• _Task statement_
Each record below is to be output with no change at all.

• _Supplied information_
◆ ◆ ◆ ◆ ◆ ◆ ◆
use std::collections::BTreeMap;

use thiserror::Error;

/// Field name -> human-readable message.
pub type FieldErrors = BTreeMap<String, String>;

/// Coarse classification used by the HTTP boundary.
#[derive(Debug, Clone, Copy, PartialEq, Eq)]
pub enum ErrorKind {
    InvalidInput,
    Unauthorized,
    Forbidden,
    NotFound,
    Conflict,
    Limit,
    UnsupportedMedia,
    Internal,
}

#[derive(Error, Debug)]
pub enum ConvoError {
    #[error("invalid input: {}", describe_fields(.0))]
    InvalidInput(FieldErrors),

    #[error("unauthorized")]
    Unauthorized,

    #[error("forbidden: {0}")]
    Forbidden(String),

    #[error("not found: {0}")]
    NotFound(String),

    #[error("conflict: {0}")]
    Conflict(String),

    #[error("limit reached: {0}")]
    Limit(String),

    #[error("unsupported media type")]
    UnsupportedMedia,

    /// A handle that does not decode.
    #[error("malformed handle: {0}")]
    Malformed(String),

    /// More than one record matched a lookup that must be unique.
    #[error("duplicate records: {0}")]
    Duplicate(String),

    #[error("internal error: {0}")]
    Internal(String),

    /// Breadcrumb added by each layer the error passes through.
    #[error("{op}: {source}")]
    Op {
        op: &'static str,
        #[source]
        source: Box<ConvoError>,
    },
}

pub type Result<T> = std::result::Result<T, ConvoError>;

impl ConvoError {
    /// Single-field validation failure.
    pub fn invalid(field: &str, message: impl Into<String>) -> Self {
        let mut fields = FieldErrors::new();
        fields.insert(field.to_string(), message.into());
        ConvoError::InvalidInput(fields)
    }

    pub fn with_op(self, op: &'static str) -> Self {
        ConvoError::Op {
            op,
            source: Box::new(self),
        }
    }

    /// The innermost error, with every breadcrumb stripped.
    pub fn root(&self) -> &ConvoError {
        match self {
            ConvoError::Op { source, .. } => source.root(),
            other => other,
        }
    }

    /// Breadcrumbs from the outermost layer inwards.
    pub fn ops(&self) -> Vec<&'static str> {
        let mut ops = Vec::new();
        let mut current = self;
        while let ConvoError::Op { op, source } = current {
            ops.push(*op);
            current = source;
        }
        ops
    }

    pub fn kind(&self) -> ErrorKind {
        match self.root() {
            ConvoError::InvalidInput(_) | ConvoError::Malformed(_) => ErrorKind::InvalidInput,
            ConvoError::Unauthorized => ErrorKind::Unauthorized,
            ConvoError::Forbidden(_) => ErrorKind::Forbidden,
            ConvoError::NotFound(_) => ErrorKind::NotFound,
            ConvoError::Conflict(_) => ErrorKind::Conflict,
            ConvoError::Limit(_) => ErrorKind::Limit,
            ConvoError::UnsupportedMedia => ErrorKind::UnsupportedMedia,
            ConvoError::Duplicate(_) | ConvoError::Internal(_) | ConvoError::Op { .. } => {
                ErrorKind::Internal
            }
        }
    }

    /// Whether the boundary may show this error to the client verbatim.
    pub fn is_client_reportable(&self) -> bool {
        self.kind() != ErrorKind::Internal
    }

    /// Field messages, when the root error is a validation failure.
    pub fn fields(&self) -> Option<&FieldErrors> {
        match self.root() {
            ConvoError::InvalidInput(fields) => Some(fields),
            _ => None,
        }
    }

    /// Client-facing message for reportable errors.
    pub fn message(&self) -> String {
        match self.root() {
            ConvoError::InvalidInput(fields) => describe_fields(fields),
            ConvoError::Unauthorized => "Unauthorized".to_string(),
            ConvoError::Forbidden(m)
            | ConvoError::NotFound(m)
            | ConvoError::Conflict(m)
            | ConvoError::Limit(m) => m.clone(),
            ConvoError::UnsupportedMedia => "Unsupported content type".to_string(),
            ConvoError::Malformed(_) => "The requested resource was not found".to_string(),
            _ => "Something went wrong".to_string(),
        }
    }
}

fn describe_fields(fields: &FieldErrors) -> String {
    fields
        .iter()
        .map(|(field, message)| format!("{field}: {message}"))
        .collect::<Vec<_>>()
        .join(", ")
}

/// Attach an operation breadcrumb to any error convertible into [`ConvoError`].
pub trait OpContext<T> {
    fn op(self, op: &'static str) -> Result<T>;
}

impl<T, E: Into<ConvoError>> OpContext<T> for std::result::Result<T, E> {
    fn op(self, op: &'static str) -> Result<T> {
        self.map_err(|e| e.into().with_op(op))
    }
}

impl From<serde_json::Error> for ConvoError {
    fn from(e: serde_json::Error) -> Self {
        ConvoError::Internal(format!("serialization: {e}"))
    }
}

#[cfg(test)]
mod tests {
    use super::*;

    #[test]
    fn test_breadcrumbs_preserve_kind() {
        let err = ConvoError::Conflict("You have already RSVP'd".into())
            .with_op("event.add_rsvp")
            .with_op("api.add_rsvp");

        assert_eq!(err.kind(), ErrorKind::Conflict);
        assert_eq!(err.ops(), vec!["api.add_rsvp", "event.add_rsvp"]);
        assert_eq!(err.message(), "You have already RSVP'd");
        assert!(err.is_client_reportable());
    }

    #[test]
    fn test_internal_is_not_reportable() {
        let err = ConvoError::Internal("disk on fire".into()).with_op("store.put");
        assert!(!err.is_client_reportable());
        assert_eq!(err.message(), "Something went wrong");
    }

    #[test]
    fn test_duplicate_reports_as_internal() {
        assert_eq!(
            ConvoError::Duplicate("email".into()).kind(),
            ErrorKind::Internal
        );
    }

    #[test]
    fn test_invalid_field_map() {
        let err: Result<()> = Err(ConvoError::invalid("time", "Your event must be in the future"));
        let err = err.op("event.new").unwrap_err();
        let fields = err.fields().unwrap();
        assert_eq!(fields["time"], "Your event must be in the future");
        assert_eq!(err.kind(), ErrorKind::InvalidInput);
    }
}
◆ ◆ ◆ ◆ ◆ ◆ ◆
• _Finished exercise_
use std::collections::BTreeMap;

use thiserror::Error;

/// Field name -> human-readable message.
pub type FieldErrors = BTreeMap<String, String>;

/// Coarse classification used by the HTTP boundary.
#[derive(Debug, Clone, Copy, PartialEq, Eq)]
pub enum ErrorKind {
    InvalidInput,
    Unauthorized,
    Forbidden,
    NotFound,
    Conflict,
    Limit,
    UnsupportedMedia,
    Internal,
}

#[derive(Error, Debug)]
pub enum ConvoError {
    #[error("invalid input: {}", describe_fields(.0))]
    InvalidInput(FieldErrors),

    #[error("unauthorized")]
    Unauthorized,

    #[error("forbidden: {0}")]
    Forbidden(String),

    #[error("not found: {0}")]
    NotFound(String),

    #[error("conflict: {0}")]
    Conflict(String),

    #[error("limit reached: {0}")]
    Limit(String),

    #[error("unsupported media type")]
    UnsupportedMedia,

    /// A handle that does not decode.
    #[error("malformed handle: {0}")]
    Malformed(String),

    /// More than one record matched a lookup that must be unique.
    #[error("duplicate records: {0}")]
    Duplicate(String),

    #[error("internal error: {0}")]
    Internal(String),

    /// Breadcrumb added by each layer the error passes through.
    #[error("{op}: {source}")]
    Op {
        op: &'static str,
        #[source]
        source: Box<ConvoError>,
    },
}

pub type Result<T> = std::result::Result<T, ConvoError>;

impl ConvoError {
    /// Single-field validation failure.
    pub fn invalid(field: &str, message: impl Into<String>) -> Self {
        let mut fields = FieldErrors::new();
        fields.insert(field.to_string(), message.into());
        ConvoError::InvalidInput(fields)
    }

    pub fn with_op(self, op: &'static str) -> Self {
        ConvoError::Op {
            op,
            source: Box::new(self),
        }
    }

    /// The innermost error, with every breadcrumb stripped.
    pub fn root(&self) -> &ConvoError {
        match self {
            ConvoError::Op { source, .. } => source.root(),
            other => other,
        }
    }

    /// Breadcrumbs from the outermost layer inwards.
    pub fn ops(&self) -> Vec<&'static str> {
        let mut ops = Vec::new();
        let mut current = self;
        while let ConvoError::Op { op, source } = current {
            ops.push(*op);
            current = source;
        }
        ops
    }

    pub fn kind(&self) -> ErrorKind {
        match self.root() {
            ConvoError::InvalidInput(_) | ConvoError::Malformed(_) => ErrorKind::InvalidInput,
            ConvoError::Unauthorized => ErrorKind::Unauthorized,
            ConvoError::Forbidden(_) => ErrorKind::Forbidden,
            ConvoError::NotFound(_) => ErrorKind::NotFound,
            ConvoError::Conflict(_) => ErrorKind::Conflict,
            ConvoError::Limit(_) => ErrorKind::Limit,
            ConvoError::UnsupportedMedia => ErrorKind::UnsupportedMedia,
            ConvoError::Duplicate(_) | ConvoError::Internal(_) | ConvoError::Op { .. } => {
                ErrorKind::Internal
            }
        }
    }

    /// Whether the boundary may show this error to the client verbatim.
    pub fn is_client_reportable(&self) -> bool {
        self.kind() != ErrorKind::Internal
    }

    /// Field messages, when the root error is a validation failure.
    pub fn fields(&self) -> Option<&FieldErrors> {
        match self.root() {
            ConvoError::InvalidInput(fields) => Some(fields),
            _ => None,
        }
    }

    /// Client-facing message for reportable errors.
    pub fn message(&self) -> String {
        match self.root() {
            ConvoError::InvalidInput(fields) => describe_fields(fields),
            ConvoError::Unauthorized => "Unauthorized".to_string(),
            ConvoError::Forbidden(m)
            | ConvoError::NotFound(m)
            | ConvoError::Conflict(m)
            | ConvoError::Limit(m) => m.clone(),
            ConvoError::UnsupportedMedia => "Unsupported content type".to_string(),
            ConvoError::Malformed(_) => "The requested resource was not found".to_string(),
            _ => "Something went wrong".to_string(),
        }
    }
}

fn describe_fields(fields: &FieldErrors) -> String {
    fields
        .iter()
        .map(|(field, message)| format!("{field}: {message}"))
        .collect::<Vec<_>>()
        .join(", ")
}

/// Attach an operation breadcrumb to any error convertible into [`ConvoError`].
pub trait OpContext<T> {
    fn op(self, op: &'static str) -> Result<T>;
}

impl<T, E: Into<ConvoError>> OpContext<T> for std::result::Result<T, E> {
    fn op(self, op: &'static str) -> Result<T> {
        self.map_err(|e| e.into().with_op(op))
    }
}

impl From<serde_json::Error> for ConvoError {
    fn from(e: serde_json::Error) -> Self {
        ConvoError::Internal(format!("serialization: {e}"))
    }
}

#[cfg(test)]
mod tests {
    use super::*;

    #[test]
    fn test_breadcrumbs_preserve_kind() {
        let err = ConvoError::Conflict("You have already RSVP'd".into())
            .with_op("event.add_rsvp")
            .with_op("api.add_rsvp");

        assert_eq!(err.kind(), ErrorKind::Conflict);
        assert_eq!(err.ops(), vec!["api.add_rsvp", "event.add_rsvp"]);
        assert_eq!(err.message(), "You have already RSVP'd");
        assert!(err.is_client_reportable());
    }

    #[test]
    fn test_internal_is_not_reportable() {
        let err = ConvoError::Internal("disk on fire".into()).with_op("store.put");
        assert!(!err.is_client_reportable());
        assert_eq!(err.message(), "Something went wrong");
    }

    #[test]
    fn test_duplicate_reports_as_internal() {
        assert_eq!(
            ConvoError::Duplicate("email".into()).kind(),
            ErrorKind::Internal
        );
    }

    #[test]
    fn test_invalid_field_map() {
        let err: Result<()> = Err(ConvoError::invalid("time", "Your event must be in the future"));
        let err = err.op("event.new").unwrap_err();
        let fields = err.fields().unwrap();
        assert_eq!(fields["time"], "Your event must be in the future");
        assert_eq!(err.kind(), ErrorKind::InvalidInput);
    }
}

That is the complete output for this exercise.